Antes que o primeiro tiro seja disparado, antes que o primeiro corpo caia, uma outra violência, mais sutil e talvez mais duradoura, já se instalou. É a violência semântica, o corrompimento metódico das palavras que usamos para nomear o mundo e, consequentemente, para compreendê-lo. Aniquilar um povo, subjugar uma nação ou erradicar uma ideia começa sempre por torcer, esvaziar e rearmar o dicionário. Não se trata de um dano colateral, um subproduto infeliz da realpolitik. É um projeto. Um epistemocídio calculado, a morte deliberada do conhecimento compartilhado, para que em seu lugar reine o jargão do poder. E o que vemos hoje, em palcos tão distintos quanto a Ásia Ocidental, a diplomacia global e o nosso conturbado Brasil, não são crises isoladas, mas manifestações de uma mesma patologia linguística. O terrorismo de Estado israelense, a doutrina do excepcionalismo estadunidense e o fascismo residual que ainda assombra Brasília, cada um à sua maneira, operam a partir de uma matriz comum: a criação de um “estado de exceção” semântico. Nesse território semântico conflagrado, conceitos que um dia foram universais, como defesa, liberdade e patriotismo são sequestrados, esvaziados de seu conteúdo ético e transformados em armas para justificar a dominação, a exclusão e, em última análise, a barbárie.
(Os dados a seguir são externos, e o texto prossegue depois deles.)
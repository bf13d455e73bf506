//! Structured-Query Agent
//!
//! Question -> generated plan -> extracted, validated and repaired plan ->
//! reporting client -> shaped report. Every failure is returned as an error
//! result; nothing propagates past `handle_query`.

use crate::agent_prompts::{plan_prompt, PLAN_SYSTEM_PROMPT};
use crate::agents::result::{AgentFailure, AgentResult, ReportOutcome};
use crate::catalog::FieldCatalog;
use crate::error::{AgentError, Result};
use crate::llm::TextGenerator;
use crate::plan::{apply_defaults, extract_json_object, PlanValidation, PlanValidator, QueryPlan};
use crate::services::reporting::ReportingClient;
use std::sync::Arc;
use tracing::{info, warn};

pub const NO_DATA_EXPLANATION: &str = "No data was returned for this query.";
pub const RESULTS_EXPLANATION: &str = "Results found for the requested query.";

const REMEDIATION_HINT: &str =
    "Rephrase the question using metrics and dimensions supported by Google Analytics 4.";

pub struct StructuredQueryAgent {
    llm: Arc<dyn TextGenerator>,
    validator: PlanValidator,
    reporting: Arc<dyn ReportingClient>,
}

impl StructuredQueryAgent {
    pub fn new(
        llm: Arc<dyn TextGenerator>,
        catalog: Arc<FieldCatalog>,
        reporting: Arc<dyn ReportingClient>,
    ) -> Self {
        Self {
            llm,
            validator: PlanValidator::new(catalog),
            reporting,
        }
    }

    /// Generate, extract, validate and repair a plan without executing it
    pub async fn plan_query(&self, query: &str) -> Result<QueryPlan> {
        let prompt = plan_prompt(query, self.validator.catalog());
        let plan_text = self.llm.generate(PLAN_SYSTEM_PROMPT, &prompt).await?;
        info!("Raw plan response: {:?}", plan_text);

        let value = extract_json_object(&plan_text)?;
        let mut plan = QueryPlan::from_value(value)?;

        let validation = self.validator.validate(&plan)?;
        if !validation.is_valid() {
            return Err(AgentError::FieldMapping {
                invalid_metrics: validation.invalid_metrics,
                invalid_dimensions: validation.invalid_dimensions,
            });
        }
        PlanValidator::validate_date_ranges(&plan)?;

        apply_defaults(&mut plan);
        info!("Validated plan: {}", serde_json::to_string(&plan)?);
        Ok(plan)
    }

    pub async fn handle_query(&self, query: &str, property_id: &str) -> AgentResult {
        match self.run(query, property_id).await {
            Ok(outcome) => AgentResult::Report(outcome),
            Err(e) => {
                warn!("Structured query failed: {}", e);
                self.failure(e)
            }
        }
    }

    async fn run(&self, query: &str, property_id: &str) -> Result<ReportOutcome> {
        let plan = self.plan_query(query).await?;
        let report = self.reporting.run_report(&plan, property_id).await?;

        let row_count = report.rows.len();
        let explanation = if row_count == 0 {
            NO_DATA_EXPLANATION
        } else {
            RESULTS_EXPLANATION
        };

        Ok(ReportOutcome {
            plan,
            row_count,
            rows: report.rows,
            dimension_headers: report.dimension_headers,
            metric_headers: report.metric_headers,
            explanation: explanation.to_string(),
        })
    }

    fn failure(&self, err: AgentError) -> AgentResult {
        let failure = AgentFailure::from(&err);
        let failure = match err {
            AgentError::FieldMapping {
                invalid_metrics,
                invalid_dimensions,
            } => {
                let suggestions = self.validator.suggestions(&PlanValidation {
                    invalid_metrics,
                    invalid_dimensions,
                });
                let hint = if suggestions.is_empty() {
                    REMEDIATION_HINT.to_string()
                } else {
                    format!("{} Closest supported names: {}.", REMEDIATION_HINT, suggestions.join(", "))
                };
                AgentFailure {
                    error: "The question refers to fields that are not available.".to_string(),
                    ..failure
                }
                .with_hint(hint)
            }
            _ => failure,
        };
        AgentResult::Error(failure)
    }
}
Para navegar por este campo minado, onde as palavras significam o oposto do que dizem, precisamos de referências. George Orwell e sua “Novilíngua” nos alertar sobre a linguagem que aniquila o pensamento. Hannah Arendt, ao observar o burocrata nazista Adolf Eichmann, nos legou o conceito da “banalidade do mal”, a terrível capacidade humana de cometer atrocidades a partir da irreflexão, da simples obediência a uma lógica perversa. E, talvez mais crucialmente, o jurista alemão Carl Schmitt, cuja obra assombra o século XX, nos ensinou que a essência do político, em sua forma mais extrema, reside na distinção fundamental entre “amigo” e “inimigo”. É essa gramática sombria que hoje se desdobra em várias frentes.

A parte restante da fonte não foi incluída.